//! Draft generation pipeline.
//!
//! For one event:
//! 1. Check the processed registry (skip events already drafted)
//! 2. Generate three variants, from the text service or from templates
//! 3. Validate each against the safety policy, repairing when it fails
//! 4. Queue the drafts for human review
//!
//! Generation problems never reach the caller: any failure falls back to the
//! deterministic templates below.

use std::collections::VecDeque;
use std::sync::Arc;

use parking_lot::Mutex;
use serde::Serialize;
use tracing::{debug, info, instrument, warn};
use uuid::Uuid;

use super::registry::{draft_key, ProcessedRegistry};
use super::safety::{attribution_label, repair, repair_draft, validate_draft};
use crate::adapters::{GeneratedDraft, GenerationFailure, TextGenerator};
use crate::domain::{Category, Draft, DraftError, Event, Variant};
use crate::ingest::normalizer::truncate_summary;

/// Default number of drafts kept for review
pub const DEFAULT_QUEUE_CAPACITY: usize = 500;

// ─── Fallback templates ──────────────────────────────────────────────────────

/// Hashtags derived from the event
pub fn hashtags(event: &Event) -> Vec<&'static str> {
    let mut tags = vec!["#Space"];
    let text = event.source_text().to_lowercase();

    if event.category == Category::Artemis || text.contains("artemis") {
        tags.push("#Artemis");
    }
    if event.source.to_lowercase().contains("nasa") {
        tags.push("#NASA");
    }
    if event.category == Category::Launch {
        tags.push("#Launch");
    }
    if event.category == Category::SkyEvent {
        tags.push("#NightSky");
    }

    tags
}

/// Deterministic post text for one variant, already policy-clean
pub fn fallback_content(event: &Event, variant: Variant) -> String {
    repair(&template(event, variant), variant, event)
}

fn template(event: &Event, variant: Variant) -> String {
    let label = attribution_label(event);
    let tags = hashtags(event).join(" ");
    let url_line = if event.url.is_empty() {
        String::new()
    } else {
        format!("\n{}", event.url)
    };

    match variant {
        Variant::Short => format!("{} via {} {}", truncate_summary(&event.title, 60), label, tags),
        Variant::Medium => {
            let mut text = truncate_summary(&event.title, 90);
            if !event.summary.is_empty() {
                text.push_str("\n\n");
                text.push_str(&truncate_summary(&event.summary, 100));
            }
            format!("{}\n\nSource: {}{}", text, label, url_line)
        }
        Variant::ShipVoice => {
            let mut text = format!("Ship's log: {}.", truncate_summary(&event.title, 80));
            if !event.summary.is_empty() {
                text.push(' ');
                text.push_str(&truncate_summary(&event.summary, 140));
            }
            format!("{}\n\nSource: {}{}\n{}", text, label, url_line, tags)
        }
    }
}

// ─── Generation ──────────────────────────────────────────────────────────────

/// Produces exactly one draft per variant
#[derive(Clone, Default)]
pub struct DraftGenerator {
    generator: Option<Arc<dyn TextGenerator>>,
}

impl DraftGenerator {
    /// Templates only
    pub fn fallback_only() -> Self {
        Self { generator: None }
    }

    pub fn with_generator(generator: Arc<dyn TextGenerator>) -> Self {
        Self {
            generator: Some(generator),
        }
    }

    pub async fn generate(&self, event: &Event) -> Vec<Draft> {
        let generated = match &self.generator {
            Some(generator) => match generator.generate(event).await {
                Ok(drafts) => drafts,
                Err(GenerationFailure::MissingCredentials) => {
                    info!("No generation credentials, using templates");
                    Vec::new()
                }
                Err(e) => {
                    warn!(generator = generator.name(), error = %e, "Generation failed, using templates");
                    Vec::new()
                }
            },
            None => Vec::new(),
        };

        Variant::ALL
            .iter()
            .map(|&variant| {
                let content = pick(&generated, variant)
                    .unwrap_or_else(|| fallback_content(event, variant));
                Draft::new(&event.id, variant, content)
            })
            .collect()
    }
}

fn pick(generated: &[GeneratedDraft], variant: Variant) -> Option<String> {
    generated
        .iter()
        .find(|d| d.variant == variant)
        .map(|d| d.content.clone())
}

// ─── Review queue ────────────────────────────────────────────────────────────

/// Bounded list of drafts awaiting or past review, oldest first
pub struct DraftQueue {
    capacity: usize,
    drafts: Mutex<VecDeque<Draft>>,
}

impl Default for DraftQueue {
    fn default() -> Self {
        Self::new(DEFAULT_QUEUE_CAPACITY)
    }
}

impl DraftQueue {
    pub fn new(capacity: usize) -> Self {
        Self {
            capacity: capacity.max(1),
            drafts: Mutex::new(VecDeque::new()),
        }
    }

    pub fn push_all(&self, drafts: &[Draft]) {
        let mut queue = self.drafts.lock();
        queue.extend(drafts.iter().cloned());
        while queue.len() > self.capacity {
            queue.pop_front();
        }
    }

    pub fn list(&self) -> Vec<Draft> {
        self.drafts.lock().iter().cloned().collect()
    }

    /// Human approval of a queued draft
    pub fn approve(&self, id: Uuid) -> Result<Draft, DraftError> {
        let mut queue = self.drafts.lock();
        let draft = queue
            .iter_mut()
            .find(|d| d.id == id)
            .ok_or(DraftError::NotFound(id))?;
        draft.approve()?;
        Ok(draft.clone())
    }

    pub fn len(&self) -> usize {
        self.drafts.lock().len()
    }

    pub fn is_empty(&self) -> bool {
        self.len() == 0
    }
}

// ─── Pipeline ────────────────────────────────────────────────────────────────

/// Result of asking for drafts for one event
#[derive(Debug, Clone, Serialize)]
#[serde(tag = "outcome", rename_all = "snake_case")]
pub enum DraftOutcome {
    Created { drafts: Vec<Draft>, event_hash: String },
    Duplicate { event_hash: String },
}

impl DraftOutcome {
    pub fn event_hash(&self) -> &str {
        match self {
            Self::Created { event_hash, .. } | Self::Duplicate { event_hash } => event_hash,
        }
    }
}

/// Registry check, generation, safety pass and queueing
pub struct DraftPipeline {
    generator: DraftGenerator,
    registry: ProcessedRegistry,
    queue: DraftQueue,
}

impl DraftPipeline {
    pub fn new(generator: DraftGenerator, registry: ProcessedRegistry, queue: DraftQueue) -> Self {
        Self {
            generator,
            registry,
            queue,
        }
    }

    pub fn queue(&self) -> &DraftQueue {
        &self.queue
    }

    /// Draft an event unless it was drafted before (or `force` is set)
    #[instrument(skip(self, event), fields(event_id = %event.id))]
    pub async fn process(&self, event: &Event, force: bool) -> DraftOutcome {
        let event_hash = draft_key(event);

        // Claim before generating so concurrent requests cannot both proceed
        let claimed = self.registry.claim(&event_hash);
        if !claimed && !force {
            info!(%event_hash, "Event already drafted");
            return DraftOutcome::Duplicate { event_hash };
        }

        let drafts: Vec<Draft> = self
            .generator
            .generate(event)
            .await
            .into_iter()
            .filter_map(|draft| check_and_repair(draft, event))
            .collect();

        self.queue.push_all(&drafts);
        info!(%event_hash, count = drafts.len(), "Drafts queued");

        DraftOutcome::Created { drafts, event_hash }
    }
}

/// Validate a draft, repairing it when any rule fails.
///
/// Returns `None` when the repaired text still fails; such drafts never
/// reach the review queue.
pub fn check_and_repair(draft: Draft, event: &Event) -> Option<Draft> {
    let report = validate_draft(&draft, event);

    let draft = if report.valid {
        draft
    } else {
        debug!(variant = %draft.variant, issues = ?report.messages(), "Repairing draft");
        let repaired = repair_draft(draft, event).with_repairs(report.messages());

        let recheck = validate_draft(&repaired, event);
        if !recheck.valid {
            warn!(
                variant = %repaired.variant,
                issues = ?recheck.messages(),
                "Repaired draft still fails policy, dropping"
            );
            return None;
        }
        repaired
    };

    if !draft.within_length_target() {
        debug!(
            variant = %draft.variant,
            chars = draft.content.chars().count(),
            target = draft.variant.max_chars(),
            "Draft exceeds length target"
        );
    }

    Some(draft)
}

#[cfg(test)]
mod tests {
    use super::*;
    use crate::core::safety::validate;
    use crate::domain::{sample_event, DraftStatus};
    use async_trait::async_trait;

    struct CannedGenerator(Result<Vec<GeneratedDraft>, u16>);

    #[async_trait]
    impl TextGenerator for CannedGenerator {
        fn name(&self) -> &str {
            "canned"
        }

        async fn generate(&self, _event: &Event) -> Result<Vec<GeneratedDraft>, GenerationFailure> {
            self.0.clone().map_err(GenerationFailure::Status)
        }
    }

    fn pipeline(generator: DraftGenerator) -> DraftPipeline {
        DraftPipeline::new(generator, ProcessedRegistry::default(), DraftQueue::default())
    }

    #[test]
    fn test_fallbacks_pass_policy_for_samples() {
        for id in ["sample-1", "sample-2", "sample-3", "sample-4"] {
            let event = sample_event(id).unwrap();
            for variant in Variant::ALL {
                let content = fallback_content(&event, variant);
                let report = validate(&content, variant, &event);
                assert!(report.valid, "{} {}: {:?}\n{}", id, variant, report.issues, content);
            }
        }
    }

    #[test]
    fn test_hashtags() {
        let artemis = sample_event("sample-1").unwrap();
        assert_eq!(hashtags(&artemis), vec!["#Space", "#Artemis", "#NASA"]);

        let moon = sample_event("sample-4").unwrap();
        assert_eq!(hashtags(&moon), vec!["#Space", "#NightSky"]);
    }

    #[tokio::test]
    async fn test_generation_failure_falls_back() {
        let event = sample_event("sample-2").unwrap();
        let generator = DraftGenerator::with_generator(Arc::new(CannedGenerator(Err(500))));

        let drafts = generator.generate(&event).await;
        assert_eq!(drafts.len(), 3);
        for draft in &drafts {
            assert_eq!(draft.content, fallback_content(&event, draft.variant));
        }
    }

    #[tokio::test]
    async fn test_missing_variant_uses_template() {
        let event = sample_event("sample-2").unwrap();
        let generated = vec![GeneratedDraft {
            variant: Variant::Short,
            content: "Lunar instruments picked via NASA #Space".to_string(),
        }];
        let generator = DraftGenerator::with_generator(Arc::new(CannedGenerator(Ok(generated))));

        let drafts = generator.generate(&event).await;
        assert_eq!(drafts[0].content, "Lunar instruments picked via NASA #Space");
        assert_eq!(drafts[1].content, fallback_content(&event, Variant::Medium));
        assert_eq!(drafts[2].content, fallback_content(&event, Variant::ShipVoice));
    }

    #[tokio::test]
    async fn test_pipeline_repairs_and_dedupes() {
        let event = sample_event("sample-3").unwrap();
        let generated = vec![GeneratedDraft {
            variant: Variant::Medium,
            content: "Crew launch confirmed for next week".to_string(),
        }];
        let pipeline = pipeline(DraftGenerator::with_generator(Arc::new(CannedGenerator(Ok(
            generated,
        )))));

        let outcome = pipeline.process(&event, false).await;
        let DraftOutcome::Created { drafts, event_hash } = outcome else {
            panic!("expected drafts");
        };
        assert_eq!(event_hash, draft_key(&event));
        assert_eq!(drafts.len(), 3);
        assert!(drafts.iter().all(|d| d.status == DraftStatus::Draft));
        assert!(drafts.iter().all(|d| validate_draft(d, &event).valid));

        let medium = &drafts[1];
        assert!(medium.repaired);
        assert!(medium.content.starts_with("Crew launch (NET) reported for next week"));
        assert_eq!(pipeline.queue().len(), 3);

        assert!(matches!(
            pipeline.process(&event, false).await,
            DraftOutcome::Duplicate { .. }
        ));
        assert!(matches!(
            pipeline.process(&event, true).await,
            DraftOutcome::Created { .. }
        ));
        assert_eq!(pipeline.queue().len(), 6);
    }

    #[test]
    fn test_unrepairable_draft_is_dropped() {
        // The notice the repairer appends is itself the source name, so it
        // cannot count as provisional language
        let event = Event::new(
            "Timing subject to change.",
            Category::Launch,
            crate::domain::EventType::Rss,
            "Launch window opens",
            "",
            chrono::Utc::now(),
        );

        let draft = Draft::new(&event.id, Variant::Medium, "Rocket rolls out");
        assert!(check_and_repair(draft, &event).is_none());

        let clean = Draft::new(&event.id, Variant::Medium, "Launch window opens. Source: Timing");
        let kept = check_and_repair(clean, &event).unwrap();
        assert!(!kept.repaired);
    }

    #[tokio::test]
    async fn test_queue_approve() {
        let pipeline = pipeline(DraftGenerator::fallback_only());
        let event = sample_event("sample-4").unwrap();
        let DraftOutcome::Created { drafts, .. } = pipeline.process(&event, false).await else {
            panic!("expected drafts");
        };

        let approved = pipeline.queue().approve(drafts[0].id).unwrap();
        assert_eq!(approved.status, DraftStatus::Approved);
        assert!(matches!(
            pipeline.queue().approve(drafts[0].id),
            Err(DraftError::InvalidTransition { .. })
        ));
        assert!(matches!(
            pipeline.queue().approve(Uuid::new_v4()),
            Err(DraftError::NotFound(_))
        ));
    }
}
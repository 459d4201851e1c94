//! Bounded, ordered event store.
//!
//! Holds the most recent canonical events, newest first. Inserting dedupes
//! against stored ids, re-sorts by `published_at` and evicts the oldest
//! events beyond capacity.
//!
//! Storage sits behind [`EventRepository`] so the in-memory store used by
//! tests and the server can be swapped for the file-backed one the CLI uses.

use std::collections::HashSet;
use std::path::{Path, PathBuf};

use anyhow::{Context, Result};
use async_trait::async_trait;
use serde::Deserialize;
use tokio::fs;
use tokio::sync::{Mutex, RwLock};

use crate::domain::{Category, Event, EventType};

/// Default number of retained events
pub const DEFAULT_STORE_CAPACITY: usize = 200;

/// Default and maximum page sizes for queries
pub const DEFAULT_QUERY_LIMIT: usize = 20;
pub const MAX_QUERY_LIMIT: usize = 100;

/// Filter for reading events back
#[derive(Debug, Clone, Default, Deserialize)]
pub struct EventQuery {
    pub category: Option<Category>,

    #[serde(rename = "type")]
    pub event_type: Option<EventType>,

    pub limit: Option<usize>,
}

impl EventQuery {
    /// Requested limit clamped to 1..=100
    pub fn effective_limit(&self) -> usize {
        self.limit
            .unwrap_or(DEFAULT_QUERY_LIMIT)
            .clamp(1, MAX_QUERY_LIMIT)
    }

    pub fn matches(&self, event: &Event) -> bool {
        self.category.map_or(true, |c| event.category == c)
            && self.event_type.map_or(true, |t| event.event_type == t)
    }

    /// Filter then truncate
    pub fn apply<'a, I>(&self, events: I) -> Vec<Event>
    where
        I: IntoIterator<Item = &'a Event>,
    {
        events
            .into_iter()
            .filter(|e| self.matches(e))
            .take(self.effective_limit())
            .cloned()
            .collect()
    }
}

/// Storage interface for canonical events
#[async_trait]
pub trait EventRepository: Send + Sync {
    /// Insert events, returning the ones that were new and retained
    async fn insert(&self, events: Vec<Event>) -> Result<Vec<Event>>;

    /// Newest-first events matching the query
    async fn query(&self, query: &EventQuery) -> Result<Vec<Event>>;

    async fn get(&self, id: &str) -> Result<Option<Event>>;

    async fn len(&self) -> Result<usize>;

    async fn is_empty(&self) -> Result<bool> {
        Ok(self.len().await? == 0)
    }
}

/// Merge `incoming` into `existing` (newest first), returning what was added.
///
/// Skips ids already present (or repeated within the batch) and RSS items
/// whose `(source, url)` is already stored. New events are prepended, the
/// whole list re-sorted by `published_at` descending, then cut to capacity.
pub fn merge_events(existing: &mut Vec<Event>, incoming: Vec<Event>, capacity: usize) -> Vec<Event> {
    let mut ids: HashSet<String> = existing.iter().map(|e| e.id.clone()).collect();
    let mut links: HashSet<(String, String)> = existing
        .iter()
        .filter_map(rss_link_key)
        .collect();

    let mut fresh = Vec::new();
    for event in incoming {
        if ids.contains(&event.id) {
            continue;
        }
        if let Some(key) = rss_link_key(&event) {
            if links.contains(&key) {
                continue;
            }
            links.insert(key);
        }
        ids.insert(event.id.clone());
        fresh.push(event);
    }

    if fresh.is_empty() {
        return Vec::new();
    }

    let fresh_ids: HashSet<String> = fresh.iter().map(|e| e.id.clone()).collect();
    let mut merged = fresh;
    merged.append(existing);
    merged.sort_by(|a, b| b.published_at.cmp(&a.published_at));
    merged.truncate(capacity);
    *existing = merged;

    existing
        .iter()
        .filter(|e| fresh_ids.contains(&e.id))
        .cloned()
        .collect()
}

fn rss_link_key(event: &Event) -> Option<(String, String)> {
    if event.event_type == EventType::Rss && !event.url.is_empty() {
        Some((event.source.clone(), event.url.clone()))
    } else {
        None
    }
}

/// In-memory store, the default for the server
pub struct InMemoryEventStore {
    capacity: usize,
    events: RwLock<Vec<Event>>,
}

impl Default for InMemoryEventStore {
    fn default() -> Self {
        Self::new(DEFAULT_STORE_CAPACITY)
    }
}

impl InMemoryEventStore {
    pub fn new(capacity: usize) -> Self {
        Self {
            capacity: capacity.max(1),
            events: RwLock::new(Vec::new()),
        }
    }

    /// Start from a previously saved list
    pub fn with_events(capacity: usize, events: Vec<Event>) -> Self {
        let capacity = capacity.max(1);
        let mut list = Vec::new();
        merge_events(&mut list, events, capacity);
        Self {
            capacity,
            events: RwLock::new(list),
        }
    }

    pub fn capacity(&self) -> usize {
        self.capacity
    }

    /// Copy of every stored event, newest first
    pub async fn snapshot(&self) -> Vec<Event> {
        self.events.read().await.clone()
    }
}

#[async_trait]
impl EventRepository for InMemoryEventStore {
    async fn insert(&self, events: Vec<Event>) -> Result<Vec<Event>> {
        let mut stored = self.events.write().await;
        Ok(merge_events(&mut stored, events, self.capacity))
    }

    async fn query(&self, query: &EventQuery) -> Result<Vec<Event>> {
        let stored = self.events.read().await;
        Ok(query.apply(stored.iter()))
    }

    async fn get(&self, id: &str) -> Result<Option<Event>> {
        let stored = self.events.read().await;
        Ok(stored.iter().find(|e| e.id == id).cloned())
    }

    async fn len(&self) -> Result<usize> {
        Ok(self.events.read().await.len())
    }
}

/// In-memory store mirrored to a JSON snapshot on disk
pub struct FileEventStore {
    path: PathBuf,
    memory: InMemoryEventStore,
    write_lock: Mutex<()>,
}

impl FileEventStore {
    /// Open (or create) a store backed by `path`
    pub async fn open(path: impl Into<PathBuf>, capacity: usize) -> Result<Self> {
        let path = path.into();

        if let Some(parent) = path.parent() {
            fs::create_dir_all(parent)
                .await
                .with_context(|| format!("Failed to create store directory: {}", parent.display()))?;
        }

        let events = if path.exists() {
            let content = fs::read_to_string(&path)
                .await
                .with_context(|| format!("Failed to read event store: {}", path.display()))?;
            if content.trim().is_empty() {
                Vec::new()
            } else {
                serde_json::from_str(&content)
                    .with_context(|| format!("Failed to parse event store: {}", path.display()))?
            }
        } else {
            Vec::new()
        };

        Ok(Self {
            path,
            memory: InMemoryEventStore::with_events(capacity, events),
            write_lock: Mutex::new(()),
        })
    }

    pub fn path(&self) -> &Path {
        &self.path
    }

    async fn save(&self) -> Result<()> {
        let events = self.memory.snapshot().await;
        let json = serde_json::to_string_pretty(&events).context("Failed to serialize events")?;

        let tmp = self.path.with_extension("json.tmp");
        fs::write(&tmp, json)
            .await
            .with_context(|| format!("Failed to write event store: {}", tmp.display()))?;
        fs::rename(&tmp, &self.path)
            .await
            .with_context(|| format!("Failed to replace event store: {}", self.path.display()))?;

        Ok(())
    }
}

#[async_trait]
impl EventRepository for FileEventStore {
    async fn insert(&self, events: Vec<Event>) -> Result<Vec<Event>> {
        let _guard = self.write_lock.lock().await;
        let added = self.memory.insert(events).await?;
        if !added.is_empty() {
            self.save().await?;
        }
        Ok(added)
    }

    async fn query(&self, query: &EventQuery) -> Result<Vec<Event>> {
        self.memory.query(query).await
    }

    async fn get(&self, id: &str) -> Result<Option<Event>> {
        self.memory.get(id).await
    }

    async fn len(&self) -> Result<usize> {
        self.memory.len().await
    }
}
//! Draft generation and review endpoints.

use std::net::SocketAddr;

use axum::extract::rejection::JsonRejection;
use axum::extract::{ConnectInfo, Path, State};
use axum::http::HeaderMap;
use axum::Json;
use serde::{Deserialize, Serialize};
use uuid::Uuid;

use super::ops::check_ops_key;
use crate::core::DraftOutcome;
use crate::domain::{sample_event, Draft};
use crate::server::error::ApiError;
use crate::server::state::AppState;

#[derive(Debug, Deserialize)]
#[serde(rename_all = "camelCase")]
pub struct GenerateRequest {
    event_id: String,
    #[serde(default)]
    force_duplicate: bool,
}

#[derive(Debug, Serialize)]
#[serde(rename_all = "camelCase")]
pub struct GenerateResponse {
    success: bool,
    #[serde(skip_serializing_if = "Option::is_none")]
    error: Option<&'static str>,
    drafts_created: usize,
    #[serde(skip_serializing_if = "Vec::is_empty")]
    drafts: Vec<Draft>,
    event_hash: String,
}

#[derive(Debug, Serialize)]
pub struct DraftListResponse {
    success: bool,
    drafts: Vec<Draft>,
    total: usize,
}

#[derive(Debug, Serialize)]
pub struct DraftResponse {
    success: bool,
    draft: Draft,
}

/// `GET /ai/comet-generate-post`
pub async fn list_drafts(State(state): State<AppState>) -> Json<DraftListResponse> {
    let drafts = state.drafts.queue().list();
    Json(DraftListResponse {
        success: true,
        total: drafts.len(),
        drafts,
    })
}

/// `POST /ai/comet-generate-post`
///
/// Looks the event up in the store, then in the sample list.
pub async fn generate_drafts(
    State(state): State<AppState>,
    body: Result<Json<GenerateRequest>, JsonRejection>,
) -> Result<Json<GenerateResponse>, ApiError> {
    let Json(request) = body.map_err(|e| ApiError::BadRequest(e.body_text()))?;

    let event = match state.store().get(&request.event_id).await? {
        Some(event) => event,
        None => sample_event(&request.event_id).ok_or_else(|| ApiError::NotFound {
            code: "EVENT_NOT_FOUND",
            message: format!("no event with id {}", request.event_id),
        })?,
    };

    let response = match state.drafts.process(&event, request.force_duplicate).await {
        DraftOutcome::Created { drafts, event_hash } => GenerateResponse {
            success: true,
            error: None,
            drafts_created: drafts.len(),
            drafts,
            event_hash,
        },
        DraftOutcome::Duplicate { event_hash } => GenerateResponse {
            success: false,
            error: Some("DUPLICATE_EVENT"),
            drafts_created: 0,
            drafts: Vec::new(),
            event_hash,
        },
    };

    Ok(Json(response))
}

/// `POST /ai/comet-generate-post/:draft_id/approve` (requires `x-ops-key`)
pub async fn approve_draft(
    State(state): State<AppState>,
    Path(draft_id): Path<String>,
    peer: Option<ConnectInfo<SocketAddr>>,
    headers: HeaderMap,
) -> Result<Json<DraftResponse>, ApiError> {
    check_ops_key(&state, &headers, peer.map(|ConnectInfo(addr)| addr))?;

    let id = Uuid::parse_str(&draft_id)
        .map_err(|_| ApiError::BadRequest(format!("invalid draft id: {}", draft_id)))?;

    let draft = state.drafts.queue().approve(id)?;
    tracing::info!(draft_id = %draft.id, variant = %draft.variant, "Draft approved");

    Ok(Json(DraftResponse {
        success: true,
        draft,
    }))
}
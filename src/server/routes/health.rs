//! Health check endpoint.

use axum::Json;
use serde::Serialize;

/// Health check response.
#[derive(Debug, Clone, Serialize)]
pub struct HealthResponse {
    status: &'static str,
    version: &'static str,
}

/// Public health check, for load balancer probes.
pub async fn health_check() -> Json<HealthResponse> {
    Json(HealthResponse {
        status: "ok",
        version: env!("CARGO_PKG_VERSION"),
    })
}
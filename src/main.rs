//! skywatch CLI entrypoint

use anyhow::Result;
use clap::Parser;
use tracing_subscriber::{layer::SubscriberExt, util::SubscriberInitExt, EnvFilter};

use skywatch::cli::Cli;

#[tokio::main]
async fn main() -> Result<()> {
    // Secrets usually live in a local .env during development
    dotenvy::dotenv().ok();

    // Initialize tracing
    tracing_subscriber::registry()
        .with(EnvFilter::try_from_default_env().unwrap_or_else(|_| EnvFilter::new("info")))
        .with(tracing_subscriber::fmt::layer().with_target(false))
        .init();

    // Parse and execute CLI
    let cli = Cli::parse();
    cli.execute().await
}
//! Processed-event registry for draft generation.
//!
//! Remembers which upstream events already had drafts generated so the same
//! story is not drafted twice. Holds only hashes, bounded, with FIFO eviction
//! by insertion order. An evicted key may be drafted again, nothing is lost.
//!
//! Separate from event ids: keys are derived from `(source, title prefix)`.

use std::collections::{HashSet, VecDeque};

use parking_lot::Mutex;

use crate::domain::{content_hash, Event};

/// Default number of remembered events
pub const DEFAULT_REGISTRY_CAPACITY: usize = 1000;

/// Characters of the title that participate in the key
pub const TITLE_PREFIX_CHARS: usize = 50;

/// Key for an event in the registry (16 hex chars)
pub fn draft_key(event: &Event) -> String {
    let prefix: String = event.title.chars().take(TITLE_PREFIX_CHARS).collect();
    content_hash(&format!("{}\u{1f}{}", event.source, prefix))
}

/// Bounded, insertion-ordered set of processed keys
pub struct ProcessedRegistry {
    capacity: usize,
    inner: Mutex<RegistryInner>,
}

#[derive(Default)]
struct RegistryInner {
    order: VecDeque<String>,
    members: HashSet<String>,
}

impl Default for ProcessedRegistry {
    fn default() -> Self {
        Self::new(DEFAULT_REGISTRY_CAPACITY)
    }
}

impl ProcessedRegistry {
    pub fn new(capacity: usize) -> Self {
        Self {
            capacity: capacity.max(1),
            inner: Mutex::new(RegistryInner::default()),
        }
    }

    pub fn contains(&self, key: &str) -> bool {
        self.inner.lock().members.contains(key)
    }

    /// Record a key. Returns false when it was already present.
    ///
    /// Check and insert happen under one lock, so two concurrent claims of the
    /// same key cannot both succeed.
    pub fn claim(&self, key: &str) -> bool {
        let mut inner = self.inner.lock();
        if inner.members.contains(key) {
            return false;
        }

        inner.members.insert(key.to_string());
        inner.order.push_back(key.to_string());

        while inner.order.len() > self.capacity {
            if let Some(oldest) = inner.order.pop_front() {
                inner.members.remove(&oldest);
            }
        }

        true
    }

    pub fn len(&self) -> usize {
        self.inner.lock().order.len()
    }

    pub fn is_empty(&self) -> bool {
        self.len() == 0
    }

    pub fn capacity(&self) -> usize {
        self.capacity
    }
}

**Task objective**
Take exactly the lines from the one containing "use skywatch::cli::Cli;" through the one containing "tracing_subscriber::registry()" in the data above, and output them with nothing added.

**Task response**
use skywatch::cli::Cli;

#[tokio::main]
async fn main() -> Result<()> {
    // Secrets usually live in a local .env during development
    dotenvy::dotenv().ok();

    // Initialize tracing
    tracing_subscriber::registry()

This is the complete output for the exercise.